After completing a plan 15 years in the making, Haviland Enterprises now is 100 percent employee owned.
The chemical manufacturer and distributor first initiated an Employee Stock Ownership Plan in 1997. But until its finalization in November 2012, 54 percent still belonged to the Haviland family, which founded the Grand Rapids, Mich.-based firm in 1934.
“We’re excited the employees now will be able to control their own destinies,” CEO Bernie Haviland said. “They like the path we are on, and this gives them the opportunity to stay on that path if they so choose.”
Haviland is one of nearly 11,000 ESOP plans in the United States. covering approximately 13 million employees, according to the National Center for Employee Ownership. ESOPs are a type of benefit plan, similar to profit-sharing, in which a company sets up a trust fund and contributes shares of its own stock or cash to buy existing shares. The ESOP also can borrow money to buy shares, with the firm making cash contributions to repay the loan. Shares in the trust are allocated to employees based on criteria established by the existing law and the firm. As employees accumulate tenure, they acquire more shares and eventually are vested.
The plan also provides certain benefits to the company and employees, such as tax deferrals and deductibles.
At Haviland, the ESOP was set up as a longterm retirement plan in which workers received points equal to shares based on salary and service. Employees were fully vested after six years.
The firm has roughly 220 employees with nearly half having served at least 15 years. With the ownership transfer, all positions remain the same, including the board of trustees.
Haviland’s motivation was to reward employees while also establishing an exit strategy for the family with a mutually beneficially plan for all parties, he said. Preserving the family’s legacy also was of equal importance, he added.
“The best chance for growth and survival was to make an offer to the shareholders,” Haviland explained. “By selling to the employees, we protect them. If we sold to a major company, 25 percent of the jobs would be eliminated.”
Before moving forward, however, he knew full participation from the majority shareholders would be necessary. This included his 11 siblings, their children and grandchildren. He initiated talks with the family in 2011, and after the economy showed improvement, they moved forward with the process in July 2012.
The employees knew the company eventually could belong to them, but completion of the ESOP still came as welcome news.
“To make that final leap for the Havilands to relinquish control was a surprise to a lot of [them],” said CFO Terry Schoen, a Haviland employee of nearly 34 years.
Since its completion, Schoen has noticed greater enthusiasm and interest from employees concerned about company operations, an observation often reported with ESOPs.
“They are looking around and asking questions,” he said. “It has empowered [them] to have more input.”
While the Haviland transition has proven successful, not all ESOPs end that way.
After 25 years as owners, Fred and Linda Butler formed an ESOP in 2006 for their firm, Pools Plus. At that time, the company had three locations, a staff of 32 and annual revenue of $5.2 million.

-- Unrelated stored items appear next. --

//! Yodlee aggregation client: FastLink user tokens and linked accounts.

pub mod client;
pub mod models;

pub use broker_trait::OAuthProvider;
pub use client::{YodleeClient, YodleeConfig};
pub use models::LinkedAccount;
//! HTTP front end: accounts, provider connections, broker pages and the
//! value screener. Every page is returned as a JSON context.

pub mod auth;
pub mod brute_force;
pub mod cache;
pub mod config;
pub mod connect_routes;
pub mod dashboard_routes;
pub mod holdings_routes;
pub mod request_id;
pub mod screener_routes;
pub mod security_headers;
pub mod transactions_routes;

use account_store::{AccountDb, SessionStore, TokenStore, UserStore};
use axum::{
    http::{header, HeaderValue, Method, StatusCode},
    middleware,
    response::{IntoResponse, Response},
    routing::get,
    Json, Router,
};
use broker_trait::{BrokerClient, OAuthProvider, Provider};
use fundamental_analysis::ValuationEngine;
use market_data::{MarketDataSource, YahooClient};
use serde::Serialize;
use serde_json::json;
use std::collections::{BTreeMap, HashMap};
use std::net::SocketAddr;
use std::sync::Arc;
use tower_http::cors::CorsLayer;
use tower_http::trace::TraceLayer;
use yodlee_client::YodleeClient;

use crate::brute_force::BruteForceGuard;
use crate::cache::{Cache, MemoryCache, RedisCache};
use crate::config::AppConfig;

// ---------------------------------------------------------------------------
// Shared state
// ---------------------------------------------------------------------------

#[derive(Clone)]
pub struct AppState {
    pub config: Arc<AppConfig>,
    pub users: Arc<UserStore>,
    pub sessions: Arc<SessionStore>,
    pub tokens: Arc<TokenStore>,
    pub cache: Arc<dyn Cache>,
    pub providers: Arc<HashMap<Provider, Arc<dyn OAuthProvider>>>,
    /// Account data and movers; only Schwab exposes these.
    pub broker: Option<Arc<dyn BrokerClient>>,
    pub yodlee: Option<Arc<YodleeClient>>,
    pub valuation: ValuationEngine,
    pub brute_force_guard: Arc<BruteForceGuard>,
}

impl AppState {
    /// State with no providers registered.
    pub fn new(
        config: AppConfig,
        db: AccountDb,
        cache: Arc<dyn Cache>,
        market: Arc<dyn MarketDataSource>,
    ) -> Self {
        let valuation =
            ValuationEngine::new(config.fundamentals.clone(), market, config.aaa_bond_yield);
        let brute_force_guard = BruteForceGuard::new(
            config.auth_max_failures,
            config.auth_failure_window,
            config.auth_lockout,
        );

        Self {
            users: Arc::new(UserStore::new(db.clone())),
            sessions: Arc::new(SessionStore::new(db.clone())),
            tokens: Arc::new(TokenStore::new(db)),
            cache,
            providers: Arc::new(HashMap::new()),
            broker: None,
            yodlee: None,
            valuation,
            brute_force_guard: Arc::new(brute_force_guard),
            config: Arc::new(config),
        }
    }

    pub fn with_provider(mut self, provider: Arc<dyn OAuthProvider>) -> Self {
        Arc::make_mut(&mut self.providers).insert(provider.provider(), provider);
        self
    }

    pub fn with_broker(mut self, broker: Arc<dyn BrokerClient>) -> Self {
        self.broker = Some(broker);
        self
    }

    pub fn with_yodlee(mut self, yodlee: Arc<YodleeClient>) -> Self {
        self.yodlee = Some(yodlee);
        self
    }

    pub fn provider(&self, provider: Provider) -> Option<Arc<dyn OAuthProvider>> {
        self.providers.get(&provider).cloned()
    }
}

// ---------------------------------------------------------------------------
// Response envelope and errors
// ---------------------------------------------------------------------------

#[derive(Debug, Serialize)]
pub struct ApiResponse<T> {
    pub success: bool,
    #[serde(skip_serializing_if = "Option::is_none")]
    pub data: Option<T>,
    #[serde(skip_serializing_if = "Option::is_none")]
    pub error: Option<String>,
}

impl<T> ApiResponse<T> {
    pub fn success(data: T) -> Self {
        Self {
            success: true,
            data: Some(data),
            error: None,
        }
    }
}

pub type FieldErrors = BTreeMap<&'static str, Vec<String>>;

/// Handler error rendered as `{"success": false, "error": ...}`.
#[derive(Debug)]
pub struct AppError {
    status: StatusCode,
    error: anyhow::Error,
    field_errors: Option<FieldErrors>,
}

impl AppError {
    pub fn with_status(status: StatusCode, error: anyhow::Error) -> Self {
        Self {
            status,
            error,
            field_errors: None,
        }
    }

    fn message(status: StatusCode, message: impl Into<String>) -> Self {
        Self::with_status(status, anyhow::anyhow!(message.into()))
    }

    pub fn bad_request(message: impl Into<String>) -> Self {
        Self::message(StatusCode::BAD_REQUEST, message)
    }

    pub fn unauthorized() -> Self {
        Self::message(StatusCode::UNAUTHORIZED, "Authentication required")
    }

    pub fn not_found(message: impl Into<String>) -> Self {
        Self::message(StatusCode::NOT_FOUND, message)
    }

    pub fn too_many_requests(message: impl Into<String>) -> Self {
        Self::message(StatusCode::TOO_MANY_REQUESTS, message)
    }

    pub fn bad_gateway(message: impl Into<String>) -> Self {
        Self::message(StatusCode::BAD_GATEWAY, message)
    }

    pub fn service_unavailable(message: impl Into<String>) -> Self {
        Self::message(StatusCode::SERVICE_UNAVAILABLE, message)
    }

    /// 400 with one or more messages per form field.
    pub fn validation(message: impl Into<String>, fields: FieldErrors) -> Self {
        Self {
            field_errors: Some(fields),
            ..Self::bad_request(message)
        }
    }

    pub fn status(&self) -> StatusCode {
        self.status
    }
}

impl<E> From<E> for AppError
where
    E: Into<anyhow::Error>,
{
    fn from(err: E) -> Self {
        Self::with_status(StatusCode::INTERNAL_SERVER_ERROR, err.into())
    }
}

impl IntoResponse for AppError {
    fn into_response(self) -> Response {
        let message = if self.status == StatusCode::INTERNAL_SERVER_ERROR {
            tracing::error!("Request failed: {:#}", self.error);
            "Internal server error".to_string()
        } else {
            self.error.to_string()
        };

        let mut body = json!({
            "success": false,
            "error": message,
        });
        if let Some(fields) = self.field_errors {
            body["errors"] = json!(fields);
        }

        (self.status, Json(body)).into_response()
    }
}

// ---------------------------------------------------------------------------
// Router
// ---------------------------------------------------------------------------

async fn root(
    axum::extract::State(state): axum::extract::State<AppState>,
) -> Json<serde_json::Value> {
    Json(json!({
        "name": "ledgerview",
        "environment": state.config.environment,
        "redirect_to": "/dashboard/",
    }))
}

async fn health() -> Json<serde_json::Value> {
    Json(json!({ "status": "ok" }))
}

fn cors_layer(config: &AppConfig) -> CorsLayer {
    let layer = CorsLayer::new()
        .allow_methods([Method::GET, Method::POST])
        .allow_headers([header::AUTHORIZATION, header::CONTENT_TYPE])
        .allow_credentials(true);
    match HeaderValue::from_str(&config.public_base_url) {
        Ok(origin) => layer.allow_origin(origin),
        Err(_) => {
            tracing::warn!("PUBLIC_BASE_URL is not a valid origin; CORS disabled");
            layer
        }
    }
}

pub fn app_router(state: AppState) -> Router {
    let public = Router::new()
        .route("/", get(root))
        .route("/health", get(health))
        .merge(auth::public_routes());

    let protected = Router::new()
        .merge(auth::session_routes())
        .merge(connect_routes::connect_routes())
        .merge(dashboard_routes::dashboard_routes())
        .merge(holdings_routes::holdings_routes())
        .merge(transactions_routes::transactions_routes())
        .merge(screener_routes::screener_routes())
        .route_layer(middleware::from_fn_with_state(
            state.clone(),
            auth::require_session,
        ));

    let cors = cors_layer(&state.config);

    public
        .merge(protected)
        .layer(middleware::from_fn(
            security_headers::security_headers_middleware,
        ))
        .layer(TraceLayer::new_for_http().make_span_with(request_id::make_request_span))
        .layer(middleware::from_fn(request_id::request_id_middleware))
        .layer(cors)
        .with_state(state)
}

/// Wire up storage, cache and every provider whose credentials are present.
pub async fn build_state(config: AppConfig) -> anyhow::Result<AppState> {
    let db = AccountDb::new(&config.database_url).await?;
    match SessionStore::new(db.clone())
        .purge_expired(chrono::Utc::now())
        .await
    {
        Ok(n) if n > 0 => tracing::info!("Purged {} expired sessions", n),
        Ok(_) => {}
        Err(e) => tracing::warn!("Could not purge expired sessions: {}", e),
    }

    let cache: Arc<dyn Cache> = match &config.redis_url {
        Some(url) => match RedisCache::connect(url).await {
            Ok(redis) => Arc::new(redis),
            Err(e) => {
                tracing::warn!("Redis unavailable ({}); using in-memory cache", e);
                Arc::new(MemoryCache::new())
            }
        },
        None => Arc::new(MemoryCache::new()),
    };

    let market: Arc<dyn MarketDataSource> = Arc::new(YahooClient::from_env()?);
    let public_base_url = config.public_base_url.clone();
    let mut state = AppState::new(config, db, cache, market);

    match schwab_broker::SchwabClient::from_env(&public_base_url) {
        Ok(client) => {
            let client = Arc::new(client);
            tracing::info!("Schwab integration enabled");
            state = state.with_provider(client.clone()).with_broker(client);
        }
        Err(e) => tracing::warn!("Schwab integration disabled: {}", e),
    }

    match etrade_broker::EtradeClient::from_env() {
        Ok(client) => {
            tracing::info!("E*TRADE integration enabled");
            state = state.with_provider(Arc::new(client));
        }
        Err(e) => tracing::warn!("E*TRADE integration disabled: {}", e),
    }

    match YodleeClient::from_env() {
        Ok(client) => {
            let client = Arc::new(client);
            tracing::info!("Yodlee integration enabled");
            state = state.with_provider(client.clone()).with_yodlee(client);
        }
        Err(e) => tracing::warn!("Yodlee integration disabled: {}", e),
    }

    Ok(state)
}

async fn shutdown_signal() {
    if let Err(e) = tokio::signal::ctrl_c().await {
        tracing::error!("Failed to listen for shutdown signal: {}", e);
    }
    tracing::info!("Shutdown signal received");
}

pub async fn run_server() -> anyhow::Result<()> {
    let config = AppConfig::from_env();
    tracing::info!("Starting API server ({})", config.environment);

    let bind_addr = config.bind_addr.clone();
    let state = build_state(config).await?;
    let app = app_router(state);

    let listener = tokio::net::TcpListener::bind(&bind_addr).await?;
    tracing::info!("Listening on {}", listener.local_addr()?);

    axum::serve(
        listener,
        app.into_make_service_with_connect_info::<SocketAddr>(),
    )
    .with_graceful_shutdown(shutdown_signal())
    .await?;

    Ok(())
}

However, a sour economy coupled with issues concerning two long-term key employees forced them to take back ownership and foreclose on the business in 2010.
Eventually, they resold the business, now named Backyard Essentials by Pools Plus, in January 2012 to an outside buyer.
The experience taught Butler a hard yet valuable lesson about the complexities of ESOPs, and he encourages peers seeking exit strategies to consider other alternatives.
“It’s not an option for everyone,” he said. “It’s a better application for a larger company, one with annual sales of at least $20 million and 50 or 100 employees.”